[WORK TO COMPLETE]
Below are entries; copy exactly the lines from the one with "use std::collections::HashMap;" through the one with "strictly in order", both included, and leave out the rest.

[EXTRACTED MATERIAL]
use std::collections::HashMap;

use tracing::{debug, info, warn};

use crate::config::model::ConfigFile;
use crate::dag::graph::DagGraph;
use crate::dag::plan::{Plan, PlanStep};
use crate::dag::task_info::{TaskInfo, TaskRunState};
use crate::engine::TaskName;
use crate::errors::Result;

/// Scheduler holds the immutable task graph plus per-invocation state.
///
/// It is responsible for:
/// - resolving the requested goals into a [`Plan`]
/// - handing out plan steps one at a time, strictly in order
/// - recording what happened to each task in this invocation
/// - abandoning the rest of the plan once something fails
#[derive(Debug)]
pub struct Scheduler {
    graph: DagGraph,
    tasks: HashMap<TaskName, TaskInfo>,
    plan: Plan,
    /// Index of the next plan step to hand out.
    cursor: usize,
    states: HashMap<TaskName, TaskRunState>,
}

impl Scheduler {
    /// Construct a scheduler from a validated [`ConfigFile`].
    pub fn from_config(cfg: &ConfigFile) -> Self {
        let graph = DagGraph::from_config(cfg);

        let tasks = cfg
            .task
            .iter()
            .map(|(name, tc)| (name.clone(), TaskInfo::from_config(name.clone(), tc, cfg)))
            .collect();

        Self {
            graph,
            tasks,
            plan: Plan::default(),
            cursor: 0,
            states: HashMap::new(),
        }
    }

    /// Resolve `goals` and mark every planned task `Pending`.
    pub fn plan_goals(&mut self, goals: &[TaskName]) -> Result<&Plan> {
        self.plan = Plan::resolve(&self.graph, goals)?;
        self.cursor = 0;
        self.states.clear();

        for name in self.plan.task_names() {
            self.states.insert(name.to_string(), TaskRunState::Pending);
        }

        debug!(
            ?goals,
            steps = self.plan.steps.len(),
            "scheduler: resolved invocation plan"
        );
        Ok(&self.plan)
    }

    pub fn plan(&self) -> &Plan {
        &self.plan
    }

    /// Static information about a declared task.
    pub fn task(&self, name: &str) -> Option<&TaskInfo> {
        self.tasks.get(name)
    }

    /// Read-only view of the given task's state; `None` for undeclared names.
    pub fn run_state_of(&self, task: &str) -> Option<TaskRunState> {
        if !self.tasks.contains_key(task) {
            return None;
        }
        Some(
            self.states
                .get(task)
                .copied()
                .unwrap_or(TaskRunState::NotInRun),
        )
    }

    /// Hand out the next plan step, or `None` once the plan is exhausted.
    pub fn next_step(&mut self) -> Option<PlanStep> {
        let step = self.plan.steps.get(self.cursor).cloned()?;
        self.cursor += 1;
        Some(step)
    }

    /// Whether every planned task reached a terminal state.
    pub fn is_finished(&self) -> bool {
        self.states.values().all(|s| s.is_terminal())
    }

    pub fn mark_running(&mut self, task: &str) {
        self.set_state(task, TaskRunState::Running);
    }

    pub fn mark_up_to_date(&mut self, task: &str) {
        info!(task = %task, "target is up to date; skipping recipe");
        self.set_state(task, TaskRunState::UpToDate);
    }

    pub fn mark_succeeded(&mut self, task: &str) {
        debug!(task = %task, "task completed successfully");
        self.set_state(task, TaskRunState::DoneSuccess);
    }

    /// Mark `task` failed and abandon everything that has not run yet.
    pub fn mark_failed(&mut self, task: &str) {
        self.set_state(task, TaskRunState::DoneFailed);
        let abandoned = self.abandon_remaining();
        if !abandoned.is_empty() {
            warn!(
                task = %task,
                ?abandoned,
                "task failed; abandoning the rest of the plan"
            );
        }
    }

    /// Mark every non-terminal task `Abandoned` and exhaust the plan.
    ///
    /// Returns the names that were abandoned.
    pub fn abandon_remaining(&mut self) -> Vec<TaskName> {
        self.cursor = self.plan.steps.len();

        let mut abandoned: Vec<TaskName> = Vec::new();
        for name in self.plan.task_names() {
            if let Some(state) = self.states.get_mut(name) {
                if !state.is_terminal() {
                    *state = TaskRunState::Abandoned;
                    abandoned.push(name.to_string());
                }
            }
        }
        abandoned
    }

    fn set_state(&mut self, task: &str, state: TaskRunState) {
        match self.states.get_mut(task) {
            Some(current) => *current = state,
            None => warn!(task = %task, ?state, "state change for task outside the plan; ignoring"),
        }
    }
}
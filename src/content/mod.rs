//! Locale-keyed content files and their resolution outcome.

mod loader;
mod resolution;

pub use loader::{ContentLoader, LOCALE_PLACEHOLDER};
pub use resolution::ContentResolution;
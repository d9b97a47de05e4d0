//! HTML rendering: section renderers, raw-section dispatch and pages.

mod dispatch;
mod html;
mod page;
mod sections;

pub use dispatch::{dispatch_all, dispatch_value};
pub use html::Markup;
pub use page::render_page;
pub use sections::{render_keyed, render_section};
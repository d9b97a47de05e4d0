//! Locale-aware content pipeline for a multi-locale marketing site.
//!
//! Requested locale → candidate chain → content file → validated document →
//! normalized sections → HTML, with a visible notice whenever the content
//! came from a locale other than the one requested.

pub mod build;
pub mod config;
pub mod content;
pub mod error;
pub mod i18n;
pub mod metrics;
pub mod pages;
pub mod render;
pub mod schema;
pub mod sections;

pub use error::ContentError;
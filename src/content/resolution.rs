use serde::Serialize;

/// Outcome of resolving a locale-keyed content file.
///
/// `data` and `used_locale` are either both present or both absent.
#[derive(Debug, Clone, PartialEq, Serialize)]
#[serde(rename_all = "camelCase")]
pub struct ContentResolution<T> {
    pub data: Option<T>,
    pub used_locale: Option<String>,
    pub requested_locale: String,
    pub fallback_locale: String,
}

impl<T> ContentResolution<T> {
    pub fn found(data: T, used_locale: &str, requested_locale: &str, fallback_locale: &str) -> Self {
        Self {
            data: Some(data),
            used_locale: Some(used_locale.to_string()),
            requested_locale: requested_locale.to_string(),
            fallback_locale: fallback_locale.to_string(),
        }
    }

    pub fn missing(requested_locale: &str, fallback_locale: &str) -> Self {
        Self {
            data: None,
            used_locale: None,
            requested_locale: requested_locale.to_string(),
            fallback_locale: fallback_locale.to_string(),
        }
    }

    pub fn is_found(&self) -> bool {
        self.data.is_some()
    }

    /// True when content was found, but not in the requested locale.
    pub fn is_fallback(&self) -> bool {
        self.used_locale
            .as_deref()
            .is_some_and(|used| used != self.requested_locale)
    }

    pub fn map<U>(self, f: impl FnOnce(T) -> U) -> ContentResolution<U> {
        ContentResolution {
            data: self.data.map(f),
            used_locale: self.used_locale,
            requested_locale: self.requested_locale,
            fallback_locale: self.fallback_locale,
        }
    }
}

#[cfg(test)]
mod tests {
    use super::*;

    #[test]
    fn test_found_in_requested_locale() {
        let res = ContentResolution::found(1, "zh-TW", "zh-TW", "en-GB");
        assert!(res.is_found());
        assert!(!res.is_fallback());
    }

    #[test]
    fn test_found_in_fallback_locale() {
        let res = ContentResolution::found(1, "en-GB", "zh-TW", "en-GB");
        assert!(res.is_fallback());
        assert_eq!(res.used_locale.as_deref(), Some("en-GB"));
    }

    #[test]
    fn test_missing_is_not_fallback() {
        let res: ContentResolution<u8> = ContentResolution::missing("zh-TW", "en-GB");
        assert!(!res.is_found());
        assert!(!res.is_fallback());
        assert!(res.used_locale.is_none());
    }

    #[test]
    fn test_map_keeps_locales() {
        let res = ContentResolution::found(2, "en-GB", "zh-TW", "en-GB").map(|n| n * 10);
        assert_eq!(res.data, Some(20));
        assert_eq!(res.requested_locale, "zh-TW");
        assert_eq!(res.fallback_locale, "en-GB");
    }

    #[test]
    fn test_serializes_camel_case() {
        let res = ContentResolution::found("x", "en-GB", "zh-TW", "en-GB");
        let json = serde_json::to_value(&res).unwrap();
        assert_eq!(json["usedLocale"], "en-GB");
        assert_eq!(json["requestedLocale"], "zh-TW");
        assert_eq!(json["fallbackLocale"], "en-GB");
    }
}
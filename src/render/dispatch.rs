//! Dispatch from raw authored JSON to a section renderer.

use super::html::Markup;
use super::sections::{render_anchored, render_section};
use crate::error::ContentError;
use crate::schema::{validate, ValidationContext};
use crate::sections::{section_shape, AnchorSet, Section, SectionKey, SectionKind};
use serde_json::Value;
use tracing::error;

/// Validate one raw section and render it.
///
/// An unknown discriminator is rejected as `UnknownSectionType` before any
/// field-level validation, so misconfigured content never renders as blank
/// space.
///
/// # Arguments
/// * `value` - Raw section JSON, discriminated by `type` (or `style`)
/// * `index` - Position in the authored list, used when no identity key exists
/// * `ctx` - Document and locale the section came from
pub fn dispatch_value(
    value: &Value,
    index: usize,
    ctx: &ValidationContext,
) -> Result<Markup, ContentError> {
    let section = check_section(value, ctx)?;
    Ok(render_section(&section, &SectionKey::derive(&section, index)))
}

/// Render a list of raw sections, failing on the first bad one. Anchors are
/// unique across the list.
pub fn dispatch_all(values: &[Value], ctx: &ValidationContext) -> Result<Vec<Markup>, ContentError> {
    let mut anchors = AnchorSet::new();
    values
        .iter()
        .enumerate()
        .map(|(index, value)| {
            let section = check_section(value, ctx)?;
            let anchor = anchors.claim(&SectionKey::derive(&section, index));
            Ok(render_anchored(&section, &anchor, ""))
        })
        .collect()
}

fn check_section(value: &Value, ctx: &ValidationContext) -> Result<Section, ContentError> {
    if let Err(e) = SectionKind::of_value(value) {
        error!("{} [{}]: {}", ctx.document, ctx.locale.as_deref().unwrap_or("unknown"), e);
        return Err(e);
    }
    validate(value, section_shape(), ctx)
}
---
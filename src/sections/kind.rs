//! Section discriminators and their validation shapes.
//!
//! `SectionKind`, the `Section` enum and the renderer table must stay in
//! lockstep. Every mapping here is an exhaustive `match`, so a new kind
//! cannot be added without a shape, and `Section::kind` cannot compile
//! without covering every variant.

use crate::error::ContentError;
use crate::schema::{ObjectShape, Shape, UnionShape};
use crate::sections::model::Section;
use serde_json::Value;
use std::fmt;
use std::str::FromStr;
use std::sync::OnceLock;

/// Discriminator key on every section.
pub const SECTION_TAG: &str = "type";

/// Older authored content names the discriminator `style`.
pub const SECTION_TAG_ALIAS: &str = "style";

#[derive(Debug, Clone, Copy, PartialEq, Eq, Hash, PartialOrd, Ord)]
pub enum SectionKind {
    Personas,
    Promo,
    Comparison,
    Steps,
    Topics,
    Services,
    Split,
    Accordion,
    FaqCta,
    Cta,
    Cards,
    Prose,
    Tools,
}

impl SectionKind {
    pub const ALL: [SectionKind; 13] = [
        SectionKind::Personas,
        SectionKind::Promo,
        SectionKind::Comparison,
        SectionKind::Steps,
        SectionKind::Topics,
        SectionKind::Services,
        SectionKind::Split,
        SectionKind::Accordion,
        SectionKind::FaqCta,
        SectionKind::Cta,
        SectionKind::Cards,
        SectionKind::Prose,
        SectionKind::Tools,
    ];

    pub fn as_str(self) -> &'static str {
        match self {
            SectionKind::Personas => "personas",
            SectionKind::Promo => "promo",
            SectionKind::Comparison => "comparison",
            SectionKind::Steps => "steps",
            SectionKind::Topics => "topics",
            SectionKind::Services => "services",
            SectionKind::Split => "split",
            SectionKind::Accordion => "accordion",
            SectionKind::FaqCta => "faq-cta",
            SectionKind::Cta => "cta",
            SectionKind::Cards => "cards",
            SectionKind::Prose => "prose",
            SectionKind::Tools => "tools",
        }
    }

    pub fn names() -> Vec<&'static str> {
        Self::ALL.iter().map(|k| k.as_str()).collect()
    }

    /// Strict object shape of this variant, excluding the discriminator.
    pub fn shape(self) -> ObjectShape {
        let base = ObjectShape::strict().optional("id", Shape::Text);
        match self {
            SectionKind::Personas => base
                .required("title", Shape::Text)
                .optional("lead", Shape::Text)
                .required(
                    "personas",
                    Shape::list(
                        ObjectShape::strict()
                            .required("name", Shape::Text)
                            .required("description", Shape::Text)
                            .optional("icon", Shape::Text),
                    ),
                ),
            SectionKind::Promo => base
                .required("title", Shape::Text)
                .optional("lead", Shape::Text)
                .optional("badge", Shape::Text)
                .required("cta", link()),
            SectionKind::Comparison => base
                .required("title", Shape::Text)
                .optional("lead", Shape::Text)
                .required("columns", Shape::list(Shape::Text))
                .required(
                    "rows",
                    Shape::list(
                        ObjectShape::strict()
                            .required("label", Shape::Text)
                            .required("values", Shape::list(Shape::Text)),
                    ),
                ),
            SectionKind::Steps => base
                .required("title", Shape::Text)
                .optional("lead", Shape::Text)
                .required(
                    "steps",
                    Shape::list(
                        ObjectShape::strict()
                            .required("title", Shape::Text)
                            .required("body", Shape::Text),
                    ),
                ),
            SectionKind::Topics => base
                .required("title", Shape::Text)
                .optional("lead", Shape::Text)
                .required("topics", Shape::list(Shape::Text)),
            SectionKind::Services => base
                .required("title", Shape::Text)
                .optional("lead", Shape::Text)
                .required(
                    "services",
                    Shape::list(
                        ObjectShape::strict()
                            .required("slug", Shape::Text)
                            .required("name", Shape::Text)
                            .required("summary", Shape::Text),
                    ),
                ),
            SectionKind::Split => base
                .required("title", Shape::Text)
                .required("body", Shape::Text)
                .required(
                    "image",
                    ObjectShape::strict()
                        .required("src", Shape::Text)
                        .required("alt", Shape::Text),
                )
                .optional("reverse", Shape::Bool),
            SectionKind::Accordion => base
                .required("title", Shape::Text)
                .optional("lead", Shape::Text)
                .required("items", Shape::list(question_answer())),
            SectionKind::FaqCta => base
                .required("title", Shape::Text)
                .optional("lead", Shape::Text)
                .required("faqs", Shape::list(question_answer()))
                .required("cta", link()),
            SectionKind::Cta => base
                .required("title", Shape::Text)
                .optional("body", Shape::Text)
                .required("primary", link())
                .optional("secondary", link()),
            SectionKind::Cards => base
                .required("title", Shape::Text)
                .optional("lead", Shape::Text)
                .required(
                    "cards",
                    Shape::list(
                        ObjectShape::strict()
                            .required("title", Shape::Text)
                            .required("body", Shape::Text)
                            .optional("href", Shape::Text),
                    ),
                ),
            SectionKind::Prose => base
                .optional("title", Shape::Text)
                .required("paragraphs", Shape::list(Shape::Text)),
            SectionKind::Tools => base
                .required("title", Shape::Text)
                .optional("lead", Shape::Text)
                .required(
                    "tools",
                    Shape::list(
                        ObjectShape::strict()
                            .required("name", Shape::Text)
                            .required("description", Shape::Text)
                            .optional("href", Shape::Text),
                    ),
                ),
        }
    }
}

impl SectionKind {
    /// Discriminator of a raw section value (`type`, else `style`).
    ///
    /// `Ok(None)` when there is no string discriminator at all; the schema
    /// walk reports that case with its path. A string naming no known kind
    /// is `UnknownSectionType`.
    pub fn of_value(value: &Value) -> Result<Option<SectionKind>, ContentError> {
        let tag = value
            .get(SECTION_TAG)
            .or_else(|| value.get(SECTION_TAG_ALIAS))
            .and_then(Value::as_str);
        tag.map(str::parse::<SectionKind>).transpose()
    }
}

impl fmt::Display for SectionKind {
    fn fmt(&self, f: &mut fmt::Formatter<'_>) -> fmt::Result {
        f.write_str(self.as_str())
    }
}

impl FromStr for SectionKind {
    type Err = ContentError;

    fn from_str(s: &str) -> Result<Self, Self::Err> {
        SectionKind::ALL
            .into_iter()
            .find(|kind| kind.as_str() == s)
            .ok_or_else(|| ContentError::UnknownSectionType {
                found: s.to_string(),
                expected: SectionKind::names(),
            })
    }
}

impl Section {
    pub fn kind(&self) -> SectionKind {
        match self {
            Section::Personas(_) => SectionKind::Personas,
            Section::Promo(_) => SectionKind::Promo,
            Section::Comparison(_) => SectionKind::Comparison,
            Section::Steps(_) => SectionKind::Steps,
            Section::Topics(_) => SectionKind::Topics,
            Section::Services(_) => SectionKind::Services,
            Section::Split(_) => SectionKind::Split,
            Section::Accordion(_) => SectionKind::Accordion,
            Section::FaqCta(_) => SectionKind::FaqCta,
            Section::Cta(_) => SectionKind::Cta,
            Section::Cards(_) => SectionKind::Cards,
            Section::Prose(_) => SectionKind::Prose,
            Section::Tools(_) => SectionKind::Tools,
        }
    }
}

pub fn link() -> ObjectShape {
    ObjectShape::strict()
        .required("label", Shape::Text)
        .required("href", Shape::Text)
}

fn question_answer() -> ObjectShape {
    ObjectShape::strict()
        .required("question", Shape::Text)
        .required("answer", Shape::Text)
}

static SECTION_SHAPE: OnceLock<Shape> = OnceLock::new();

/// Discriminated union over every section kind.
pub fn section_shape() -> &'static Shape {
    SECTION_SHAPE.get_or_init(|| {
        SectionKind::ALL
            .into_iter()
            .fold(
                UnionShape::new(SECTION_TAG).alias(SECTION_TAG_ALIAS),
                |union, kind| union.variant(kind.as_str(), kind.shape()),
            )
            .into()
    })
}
* * *
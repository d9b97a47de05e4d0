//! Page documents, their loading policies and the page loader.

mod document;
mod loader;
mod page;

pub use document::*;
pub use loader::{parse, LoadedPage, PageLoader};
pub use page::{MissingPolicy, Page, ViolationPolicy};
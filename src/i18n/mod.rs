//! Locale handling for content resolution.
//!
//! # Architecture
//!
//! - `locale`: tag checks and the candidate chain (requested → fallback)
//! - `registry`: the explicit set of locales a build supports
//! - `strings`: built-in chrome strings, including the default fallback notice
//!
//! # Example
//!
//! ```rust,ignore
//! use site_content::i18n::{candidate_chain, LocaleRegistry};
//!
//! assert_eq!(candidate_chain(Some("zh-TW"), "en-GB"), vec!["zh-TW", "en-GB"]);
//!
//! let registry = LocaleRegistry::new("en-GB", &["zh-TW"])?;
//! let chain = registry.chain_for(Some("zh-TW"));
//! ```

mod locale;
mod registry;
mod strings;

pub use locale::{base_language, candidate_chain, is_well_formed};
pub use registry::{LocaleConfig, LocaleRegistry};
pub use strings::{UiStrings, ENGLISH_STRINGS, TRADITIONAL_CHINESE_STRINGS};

[RESULT OF THE EXERCISE]
use std::collections::HashMap;

use tracing::{debug, info, warn};

use crate::config::model::ConfigFile;
use crate::dag::graph::DagGraph;
use crate::dag::plan::{Plan, PlanStep};
use crate::dag::task_info::{TaskInfo, TaskRunState};
use crate::engine::TaskName;
use crate::errors::Result;

/// Scheduler holds the immutable task graph plus per-invocation state.
///
/// It is responsible for:
/// - resolving the requested goals into a [`Plan`]
/// - handing out plan steps one at a time, strictly in order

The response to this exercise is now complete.